The Nordic Investment Bank (“NIB” or “the Bank”) was established on 4 December 1975 through an intergovernmental treaty between Denmark, Finland, Iceland, Norway and Sweden. As of 1 January 2005, Estonia, Latvia and Lithuania became members of the Bank on equal terms with the original member countries.
NIB is governed by the Agreement concerning the Nordic Investment Bank among its Member countries signed in 2004, thereto related Statutes and the Host Country Agreement concluded between the Government of Finland and the Bank in 2010.
According to the Statutes, the Bank shall have a Board of Governors, a Board of Directors, a President and the staff necessary to carry out its operations. In addition, the Bank shall have a Control Committee.
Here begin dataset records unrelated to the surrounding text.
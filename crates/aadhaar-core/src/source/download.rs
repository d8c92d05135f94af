//! Blocking HTTP download of remote documents into temporary files.

use std::error::Error as StdError;
use std::io::Write;
use std::path::Path;
use std::time::{Duration, Instant};

use reqwest::blocking::Client;
use reqwest::Url;
use tempfile::TempPath;
use tracing::{debug, info, warn};

use crate::error::DownloadError;
use crate::models::config::DownloadConfig;

const DEFAULT_SUFFIX: &str = ".pdf";

/// Fetches a URL into a temporary file.
#[derive(Debug, Clone)]
pub struct Downloader {
    timeout: Duration,
    insecure_fallback: bool,
}

impl Downloader {
    pub fn new(timeout: Duration, insecure_fallback: bool) -> Self {
        Self {
            timeout,
            insecure_fallback,
        }
    }

    pub fn from_config(config: &DownloadConfig) -> Self {
        Self::new(
            Duration::from_secs(config.timeout_secs),
            config.insecure_fallback,
        )
    }

    /// Download `url` and persist the body to a fresh temporary file.
    ///
    /// A certificate verification failure is retried once without
    /// verification when the insecure fallback is enabled.
    pub fn fetch(&self, url: &str) -> Result<TempPath, DownloadError> {
        let start = Instant::now();

        let body = self.get_with_fallback(url, |insecure| self.get(url, insecure))?;

        let mut file = tempfile::Builder::new()
            .prefix("aadhaar-")
            .suffix(&suffix_for(url))
            .tempfile()?;
        file.write_all(&body)?;
        file.flush()?;
        let temp = file.into_temp_path();

        info!(
            "Downloaded {} bytes from {} in {}ms",
            body.len(),
            url,
            start.elapsed().as_millis()
        );
        debug!("Saved download to {}", temp.display());

        Ok(temp)
    }

    /// Call `get` with verification on, and at most once more with it off
    /// when the first attempt failed certificate verification.
    fn get_with_fallback<F>(&self, url: &str, mut get: F) -> Result<Vec<u8>, DownloadError>
    where
        F: FnMut(bool) -> Result<Vec<u8>, DownloadError>,
    {
        match get(false) {
            Err(DownloadError::TlsVerification(reason)) if self.insecure_fallback => {
                warn!(
                    "TLS verification failed for {}: {}; retrying without certificate verification",
                    url, reason
                );
                get(true)
            }
            other => other,
        }
    }

    fn get(&self, url: &str, accept_invalid_certs: bool) -> Result<Vec<u8>, DownloadError> {
        let client = Client::builder()
            .user_agent(concat!("aadhaar-core/", env!("CARGO_PKG_VERSION")))
            .timeout(self.timeout)
            .danger_accept_invalid_certs(accept_invalid_certs)
            .build()
            .map_err(|e| DownloadError::Request(error_chain(&e)))?;

        let response = client.get(url).send().map_err(|e| self.classify(e))?;

        let status = response.status();
        if !status.is_success() {
            return Err(DownloadError::Status(status.as_u16()));
        }

        let body = response.bytes().map_err(|e| self.classify(e))?;
        Ok(body.to_vec())
    }

    fn classify(&self, err: reqwest::Error) -> DownloadError {
        if err.is_timeout() {
            DownloadError::Timeout(self.timeout.as_secs())
        } else if is_tls_verification_error(&err) {
            DownloadError::TlsVerification(error_chain(&err))
        } else {
            DownloadError::Request(error_chain(&err))
        }
    }
}

impl Default for Downloader {
    fn default() -> Self {
        Self::from_config(&DownloadConfig::default())
    }
}

/// Whether `err`, or anything in its source chain, is a certificate
/// verification failure.
pub fn is_tls_verification_error(err: &(dyn StdError + 'static)) -> bool {
    let mut current = Some(err);
    while let Some(e) = current {
        if e.to_string().to_lowercase().contains("certificate") {
            return true;
        }
        current = e.source();
    }
    false
}

/// Flatten an error and its sources into one line.
fn error_chain(err: &(dyn StdError + 'static)) -> String {
    let mut message = err.to_string();
    let mut current = err.source();
    while let Some(e) = current {
        message.push_str(": ");
        message.push_str(&e.to_string());
        current = e.source();
    }
    message
}

/// Keep a recognizable extension so the rasterizer can tell images from PDFs.
fn suffix_for(url: &str) -> String {
    Url::parse(url)
        .ok()
        .and_then(|u| {
            u.path_segments()
                .and_then(|mut segments| segments.next_back().map(str::to_string))
        })
        .and_then(|name| {
            Path::new(&name)
                .extension()
                .and_then(|e| e.to_str())
                .filter(|e| !e.is_empty() && e.len() <= 4 && e.chars().all(|c| c.is_ascii_alphanumeric()))
                .map(|e| format!(".{}", e.to_lowercase()))
        })
        .unwrap_or_else(|| DEFAULT_SUFFIX.to_string())
}

#[cfg(test)]
mod tests {
    use super::*;
    use pretty_assertions::assert_eq;
    use std::cell::RefCell;
    use std::fmt;
    use std::rc::Rc;
    use wiremock::matchers::{method, path};
    use wiremock::{Mock, MockServer, ResponseTemplate};

    async fn fetch_blocking(
        downloader: Downloader,
        url: String,
    ) -> Result<TempPath, DownloadError> {
        tokio::task::spawn_blocking(move || downloader.fetch(&url))
            .await
            .unwrap()
    }

    #[tokio::test]
    async fn test_fetch_persists_body() {
        let server = MockServer::start().await;
        Mock::given(method("GET"))
            .and(path("/cards/front.pdf"))
            .respond_with(ResponseTemplate::new(200).set_body_bytes(b"%PDF-1.4 card".to_vec()))
            .mount(&server)
            .await;

        let url = format!("{}/cards/front.pdf", server.uri());
        let temp = fetch_blocking(Downloader::default(), url).await.unwrap();

        assert_eq!(std::fs::read(&temp).unwrap(), b"%PDF-1.4 card");
        assert!(temp.to_string_lossy().ends_with(".pdf"));
    }

    #[tokio::test]
    async fn test_fetch_non_success_status() {
        let server = MockServer::start().await;
        Mock::given(method("GET"))
            .respond_with(ResponseTemplate::new(404))
            .mount(&server)
            .await;

        let url = format!("{}/missing.pdf", server.uri());
        let err = fetch_blocking(Downloader::default(), url).await.unwrap_err();

        assert!(matches!(err, DownloadError::Status(404)));
        assert_eq!(
            err.to_string(),
            "failed to download file from URL: HTTP 404"
        );
    }

    #[tokio::test]
    async fn test_fetch_timeout() {
        let server = MockServer::start().await;
        Mock::given(method("GET"))
            .respond_with(ResponseTemplate::new(200).set_delay(Duration::from_secs(5)))
            .mount(&server)
            .await;

        let url = format!("{}/slow.pdf", server.uri());
        let downloader = Downloader::new(Duration::from_secs(1), true);
        let err = fetch_blocking(downloader, url).await.unwrap_err();

        assert!(matches!(err, DownloadError::Timeout(1)));
    }

    #[test]
    fn test_fetch_unreachable_host() {
        let err = Downloader::new(Duration::from_secs(2), true)
            .fetch("http://127.0.0.1:9/card.pdf")
            .unwrap_err();
        assert!(matches!(err, DownloadError::Request(_)));
    }

    #[tokio::test]
    async fn test_temp_file_removed_on_drop() {
        let server = MockServer::start().await;
        Mock::given(method("GET"))
            .respond_with(ResponseTemplate::new(200).set_body_bytes(b"data".to_vec()))
            .mount(&server)
            .await;

        let url = format!("{}/card.pdf", server.uri());
        let temp = fetch_blocking(Downloader::default(), url).await.unwrap();
        let saved = temp.to_path_buf();
        assert!(saved.exists());

        drop(temp);
        assert!(!saved.exists());
    }

    /// Replays `responses` in order and records the `insecure` flag of each call.
    fn scripted(
        responses: Vec<Result<Vec<u8>, DownloadError>>,
    ) -> (
        Rc<RefCell<Vec<bool>>>,
        impl FnMut(bool) -> Result<Vec<u8>, DownloadError>,
    ) {
        let calls = Rc::new(RefCell::new(Vec::new()));
        let recorded = calls.clone();
        let mut responses = responses.into_iter();
        let get = move |insecure: bool| {
            recorded.borrow_mut().push(insecure);
            responses
                .next()
                .unwrap_or_else(|| Err(DownloadError::Request("unexpected call".to_string())))
        };
        (calls, get)
    }

    fn tls_failure() -> DownloadError {
        DownloadError::TlsVerification("invalid peer certificate: UnknownIssuer".to_string())
    }

    #[test]
    fn test_tls_failure_retried_without_verification() {
        let (calls, get) = scripted(vec![Err(tls_failure()), Ok(b"%PDF".to_vec())]);

        let body = Downloader::default()
            .get_with_fallback("https://example.com/card.pdf", get)
            .unwrap();

        assert_eq!(body, b"%PDF".to_vec());
        assert_eq!(*calls.borrow(), vec![false, true]);
    }

    #[test]
    fn test_tls_failure_surfaces_without_fallback() {
        let (calls, get) = scripted(vec![Err(tls_failure()), Ok(b"%PDF".to_vec())]);

        let err = Downloader::new(Duration::from_secs(10), false)
            .get_with_fallback("https://example.com/card.pdf", get)
            .unwrap_err();

        assert!(matches!(err, DownloadError::TlsVerification(_)));
        assert_eq!(*calls.borrow(), vec![false]);
    }

    #[test]
    fn test_tls_retry_happens_once() {
        let (calls, get) = scripted(vec![Err(tls_failure()), Err(tls_failure()), Ok(Vec::new())]);

        let err = Downloader::default()
            .get_with_fallback("https://example.com/card.pdf", get)
            .unwrap_err();

        assert!(matches!(err, DownloadError::TlsVerification(_)));
        assert_eq!(*calls.borrow(), vec![false, true]);
    }

    #[test]
    fn test_other_failures_not_retried() {
        let (calls, get) = scripted(vec![Err(DownloadError::Status(503)), Ok(Vec::new())]);

        let err = Downloader::default()
            .get_with_fallback("https://example.com/card.pdf", get)
            .unwrap_err();

        assert!(matches!(err, DownloadError::Status(503)));
        assert_eq!(*calls.borrow(), vec![false]);
    }

    #[derive(Debug)]
    struct Layer(&'static str, Option<Box<Layer>>);

    impl fmt::Display for Layer {
        fn fmt(&self, f: &mut fmt::Formatter<'_>) -> fmt::Result {
            f.write_str(self.0)
        }
    }

    impl StdError for Layer {
        fn source(&self) -> Option<&(dyn StdError + 'static)> {
            self.1.as_deref().map(|e| e as &(dyn StdError + 'static))
        }
    }

    #[test]
    fn test_tls_error_detected_in_source_chain() {
        let err = Layer(
            "error sending request",
            Some(Box::new(Layer(
                "invalid peer certificate: UnknownIssuer",
                None,
            ))),
        );
        assert!(is_tls_verification_error(&err));
        assert_eq!(
            error_chain(&err),
            "error sending request: invalid peer certificate: UnknownIssuer"
        );

        let refused = Layer("error sending request", Some(Box::new(Layer("connection refused", None))));
        assert!(!is_tls_verification_error(&refused));
    }

    #[test]
    fn test_suffix_for() {
        assert_eq!(suffix_for("https://example.com/a/card.pdf"), ".pdf");
        assert_eq!(suffix_for("https://example.com/scan.JPG?x=1"), ".jpg");
        assert_eq!(suffix_for("https://example.com/download?id=7"), ".pdf");
        assert_eq!(suffix_for("https://example.com/"), ".pdf");
    }
}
NIB promotes transparency, predictability, accountability, responsibility and disclosure as general principles enhancing and furthering good governance. NIB aims to follow best practices in the field of corporate governance.
Board of Governors
The Board of Governors is composed of eight governors, one designated by each member country from among the Ministers in its government. The Board of Governors appoints a Chairman for a term of one year according to the rotation scheme it has adopted.
Until 31 May 2016 the Governor for Estonia served as Chairman. The Governor for Norway is currently serving as Chairman until 31 May 2017.
The Board of Governors held its annual meeting by written procedure on 26 May 2016 and an extra meeting by written procedure on 7 September 2016.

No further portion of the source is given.